Warga Kalbar yang Terpapar Hantavirus Meninggal, Tubuh Menguning

Pontianak, IDN Times - Pemerintah Provinsi (Pemprov) Kalimantan Barat (Kalbar) mengonfirmasi satu warga di Kalbar terinfeksi hantavirus dan meninggal dunia.
Kasus ini menjadi perhatian serius setelah Kementerian Kesehatan Republik Indonesia (Kemenkes RI) merilis data adanya 23 kasus hantavirus terkonfirmasi di Indonesia, dengan satu kasus berasal dari Kalbar.
Sekretaris Daerah (Sekda) Provinsi Kalbar, Harisson, membenarkan temuan tersebut.
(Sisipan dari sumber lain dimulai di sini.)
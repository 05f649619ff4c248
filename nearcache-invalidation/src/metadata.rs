//! Per-partition invalidation metadata.
//!
//! The cluster stamps every invalidation with the partition's generation id
//! and a sequence number that grows by one per invalidation. Comparing the
//! last sequence seen against the next one tells the client whether it lost
//! events in between.

use chrono::{DateTime, Utc};
use nearcache_core::{GenerationId, PartitionId, Sequence};

/// What the client knows about one partition's invalidation stream.
#[derive(Debug, Clone, Copy, PartialEq, Eq)]
pub struct PartitionInvalidationMetadata {
    /// Ownership epoch the sequence belongs to.
    pub generation_id: GenerationId,
    /// Highest sequence applied so far.
    pub last_sequence: Sequence,
    /// Invalidations detected as lost since the last reset.
    pub miss_count: u64,
    /// When this partition was last (re)initialized.
    pub observed_at: DateTime<Utc>,
}

/// Result of feeding a sequence number into the metadata.
#[derive(Debug, Clone, Copy, PartialEq, Eq)]
pub enum SequenceCheck {
    /// Exactly the next sequence.
    InOrder,
    /// Sequence jumped ahead; `missed` events were never delivered.
    Gap { missed: u64 },
    /// Sequence at or below the last one, a duplicate or late delivery.
    Stale,
}

impl PartitionInvalidationMetadata {
    /// Start tracking at the given generation and sequence.
    pub fn new(generation_id: GenerationId, sequence: Sequence) -> Self {
        Self {
            generation_id,
            last_sequence: sequence,
            miss_count: 0,
            observed_at: Utc::now(),
        }
    }

    /// Advance to `sequence`, recording any gap as missed invalidations.
    pub fn advance(&mut self, sequence: Sequence) -> SequenceCheck {
        if sequence <= self.last_sequence {
            return SequenceCheck::Stale;
        }
        let missed = sequence.abs_diff(self.last_sequence) - 1;
        self.last_sequence = sequence;
        if missed == 0 {
            SequenceCheck::InOrder
        } else {
            self.miss_count = self.miss_count.saturating_add(missed);
            SequenceCheck::Gap { missed }
        }
    }

    /// Time since this partition was last (re)initialized.
    pub fn age(&self, now: DateTime<Utc>) -> chrono::Duration {
        now.signed_duration_since(self.observed_at)
    }

    /// How far this partition trails an authoritative sequence.
    pub fn lag_behind(&self, authoritative: Sequence) -> u64 {
        if authoritative > self.last_sequence {
            authoritative.abs_diff(self.last_sequence)
        } else {
            0
        }
    }
}

/// Authoritative metadata for one partition, as reported by the cluster.
#[derive(Debug, Clone, Copy, PartialEq, Eq)]
pub struct PartitionMetadataSnapshot {
    pub partition_id: PartitionId,
    pub generation_id: GenerationId,
    pub sequence: Sequence,
}

/// Authoritative metadata for every partition of one map.
#[derive(Debug, Clone, PartialEq, Eq)]
pub struct MapInvalidationMetadata {
    pub map_name: String,
    pub partitions: Vec<PartitionMetadataSnapshot>,
}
Ia mengatakan pasien sempat menjalani perawatan di salah satu rumah sakit di Kalbar sebelum akhirnya meninggal dunia.
“Pasien masuk rumah sakit pada 2 Maret 2026 dan dinyatakan meninggal pada 3 Maret 2026,” ujarnya, Selasa (12/5/2026).
1. Pasien kuning saat sampai di RS

Harisson menuturkan, saat tiba di rumah sakit kondisi pasien sudah sangat serius.
Pasien mengalami demam tinggi selama empat hari, tubuh menguning (ikterik), serta tidak mengeluarkan urine (anuri), yang menandakan adanya gangguan berat pada organ tubuh.
Pemerintah Provinsi Kalbar kini meningkatkan kewaspadaan guna mencegah penyebaran virus hanta tersebut.
2. Perketat pengawasan masuknya virus

Dinas Kesehatan Provinsi Kalbar disebut terus berkoordinasi dengan Balai Karantina Kesehatan Kelas I Pontianak untuk memperketat pengawasan serta mencegah masuknya pembawa virus.
Selain itu, pemerintah juga menggencarkan sosialisasi kepada masyarakat terkait pentingnya Perilaku Hidup Bersih dan Sehat (PHBS), menjaga sanitasi lingkungan, serta menghindari kontak langsung dengan tikus maupun lingkungan yang terkontaminasi.
Harisson menjelaskan, hantavirus merupakan penyakit zoonosis yang penularannya berkaitan erat dengan tikus. Gejala yang umum muncul di antaranya demam tinggi, nyeri otot, sakit kepala, mual muntah, sesak napas, hingga gangguan ginjal.
“Penanganan virus hanta berfokus pada deteksi dini, isolasi, terapi suportif, serta pengendalian lingkungan dan tikus sebagai sumber penularan,” jelasnya.
3. Imbau warga Kalbar waspada dan tak panik

Di fasilitas kesehatan, pasien dengan gejala berat akan dirawat di ruang isolasi. Tenaga medis juga diwajibkan menggunakan alat pelindung diri (APD) lengkap, termasuk masker N95, sarung tangan, pelindung mata, hingga hazmat sesuai tingkat risiko penanganan.
Pemprov Kalbar mengimbau masyarakat segera memeriksakan diri ke fasilitas kesehatan apabila mengalami gejala setelah kontak dengan tikus, urine, feses, atau debu yang diduga tercemar.